◆ EXTRACTED INFORMATION:

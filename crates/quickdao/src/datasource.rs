//! Datasources and datasource sharding.

use std::fmt;
use std::sync::Arc;
use std::time::Duration;

use serde::Deserialize;

use crate::driver::ConnectionPool;
use crate::error::{OrmError, OrmResult};
use crate::interceptor::Interceptor;
use crate::scope::RequestScope;
use crate::value::Value;

/// Default bound on acquiring a connection and beginning its transaction.
pub const DEFAULT_ACQUIRE_TIMEOUT: Duration = Duration::from_secs(5);

/// Connection settings of one datasource.
///
/// Zero means "binding default" for every numeric knob.
///
/// ```ignore
/// let conf: DbConf = serde_json::from_str(r#"{"url": "postgres://app@localhost/app", "size": 20, "log_sql": true}"#)?;
/// ```
#[derive(Debug, Clone, PartialEq, Eq, Deserialize)]
#[serde(default)]
pub struct DbConf {
    pub url: String,
    /// Maximum open connections.
    pub size: usize,
    /// Maximum connection lifetime, in seconds.
    pub life: u64,
    /// Maximum idle connections kept by the pool.
    pub idle_cons: usize,
    /// Maximum idle time of a connection, in seconds.
    pub idle_time: u64,
    /// Emit executed SQL through `tracing`.
    pub log_sql: bool,
    /// Bound on acquiring a connection, in milliseconds.
    pub acquire_timeout_ms: u64,
}

impl Default for DbConf {
    fn default() -> Self {
        Self {
            url: String::new(),
            size: 16,
            life: 0,
            idle_cons: 0,
            idle_time: 0,
            log_sql: false,
            acquire_timeout_ms: DEFAULT_ACQUIRE_TIMEOUT.as_millis() as u64,
        }
    }
}

impl DbConf {
    pub fn new(url: impl Into<String>) -> Self {
        Self {
            url: url.into(),
            ..Self::default()
        }
    }

    pub fn acquire_timeout(&self) -> Duration {
        if self.acquire_timeout_ms == 0 {
            DEFAULT_ACQUIRE_TIMEOUT
        } else {
            Duration::from_millis(self.acquire_timeout_ms)
        }
    }

    pub fn max_lifetime(&self) -> Option<Duration> {
        (self.life > 0).then(|| Duration::from_secs(self.life))
    }

    pub fn max_idle_time(&self) -> Option<Duration> {
        (self.idle_time > 0).then(|| Duration::from_secs(self.idle_time))
    }

    pub fn max_idle(&self) -> Option<usize> {
        (self.idle_cons > 0).then_some(self.idle_cons)
    }
}

/// Routes a datasource sharding key to one of `count` pools.
pub trait DatasourceShardingPolicy: Send + Sync {
    fn shard(&self, key: Option<&Value>, count: usize) -> OrmResult<usize>;
}

/// `key mod count` for integer keys; any other key is rejected.
#[derive(Debug, Clone, Copy, Default)]
pub struct ModInt64ShardingPolicy;

impl DatasourceShardingPolicy for ModInt64ShardingPolicy {
    fn shard(&self, key: Option<&Value>, count: usize) -> OrmResult<usize> {
        if count == 0 {
            return Err(OrmError::NoDatasource);
        }
        match key {
            Some(Value::Int(k)) => Ok(k.rem_euclid(count as i64) as usize),
            _ => Err(OrmError::InvalidShardKey),
        }
    }
}

/// One pool, or several pools behind a sharding policy.
///
/// Owns its pools; [`Datasource::shutdown`] closes them. Share it across tasks
/// behind an `Arc` or a `static`.
pub struct Datasource<P: ConnectionPool> {
    pools: Vec<P>,
    policy: Option<Arc<dyn DatasourceShardingPolicy>>,
    log_sql: bool,
    acquire_timeout: Duration,
    interceptors: Vec<Arc<dyn Interceptor>>,
}

impl<P: ConnectionPool> fmt::Debug for Datasource<P> {
    fn fmt(&self, f: &mut fmt::Formatter<'_>) -> fmt::Result {
        f.debug_struct("Datasource")
            .field("pools", &self.pools.len())
            .field("sharding", &self.policy.is_some())
            .field("log_sql", &self.log_sql)
            .field("acquire_timeout", &self.acquire_timeout)
            .field("interceptors", &self.interceptors.len())
            .finish()
    }
}

impl<P: ConnectionPool> Datasource<P> {
    pub fn new(pool: P) -> Self {
        Self {
            pools: vec![pool],
            policy: None,
            log_sql: false,
            acquire_timeout: DEFAULT_ACQUIRE_TIMEOUT,
            interceptors: Vec::new(),
        }
    }

    /// A datasource routing each context to one of `pools` by its datasource
    /// sharding key.
    pub fn sharding(
        pools: Vec<P>,
        policy: impl DatasourceShardingPolicy + 'static,
    ) -> OrmResult<Self> {
        if pools.is_empty() {
            return Err(OrmError::NoDatasource);
        }
        Ok(Self {
            pools,
            policy: Some(Arc::new(policy)),
            log_sql: false,
            acquire_timeout: DEFAULT_ACQUIRE_TIMEOUT,
            interceptors: Vec::new(),
        })
    }

    pub fn log_sql(mut self, enabled: bool) -> Self {
        self.log_sql = enabled;
        self
    }

    pub fn acquire_timeout(mut self, timeout: Duration) -> Self {
        self.acquire_timeout = timeout;
        self
    }

    /// Append an interceptor; hooks run in registration order.
    pub fn interceptor(mut self, interceptor: impl Interceptor + 'static) -> Self {
        self.interceptors.push(Arc::new(interceptor));
        self
    }

    pub fn is_log_sql(&self) -> bool {
        self.log_sql
    }

    pub fn get_acquire_timeout(&self) -> Duration {
        self.acquire_timeout
    }

    pub fn is_sharding(&self) -> bool {
        self.policy.is_some()
    }

    pub fn pool_count(&self) -> usize {
        self.pools.len()
    }

    pub(crate) fn interceptors(&self) -> &[Arc<dyn Interceptor>] {
        &self.interceptors
    }

    /// Pool serving `scope`.
    pub fn pool_for(&self, scope: &RequestScope) -> OrmResult<&P> {
        let idx = match &self.policy {
            None => 0,
            Some(policy) => policy
                .shard(scope.datasource_sharding_key(), self.pools.len())
                .inspect_err(|e| {
                    tracing::error!(trace_id = scope.trace_id(), error = %e, "datasource sharding failed");
                })?,
        };
        self.pools.get(idx).ok_or(OrmError::InvalidShardKey)
    }

    /// Close every pool.
    pub fn shutdown(&self) {
        for pool in &self.pools {
            pool.close();
        }
    }
}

◆ EXERCISE: Ending with the line containing "connection, in seconds.", please print exactly the lines of the material above from its first line onward, and nothing else.

◆ REPLY TO THE TASK:
filename crates/quickdao/src/datasource.rs
//! Datasources and datasource sharding.

use std::fmt;
use std::sync::Arc;
use std::time::Duration;

use serde::Deserialize;

use crate::driver::ConnectionPool;
use crate::error::{OrmError, OrmResult};
use crate::interceptor::Interceptor;
use crate::scope::RequestScope;
use crate::value::Value;

/// Default bound on acquiring a connection and beginning its transaction.
pub const DEFAULT_ACQUIRE_TIMEOUT: Duration = Duration::from_secs(5);

/// Connection settings of one datasource.
///
/// Zero means "binding default" for every numeric knob.
///
/// ```ignore
/// let conf: DbConf = serde_json::from_str(r#"{"url": "postgres://app@localhost/app", "size": 20, "log_sql": true}"#)?;
/// ```
#[derive(Debug, Clone, PartialEq, Eq, Deserialize)]
#[serde(default)]
pub struct DbConf {
    pub url: String,
    /// Maximum open connections.
    pub size: usize,
    /// Maximum connection lifetime, in seconds.
    pub life: u64,
    /// Maximum idle connections kept by the pool.
    pub idle_cons: usize,
    /// Maximum idle time of a connection, in seconds.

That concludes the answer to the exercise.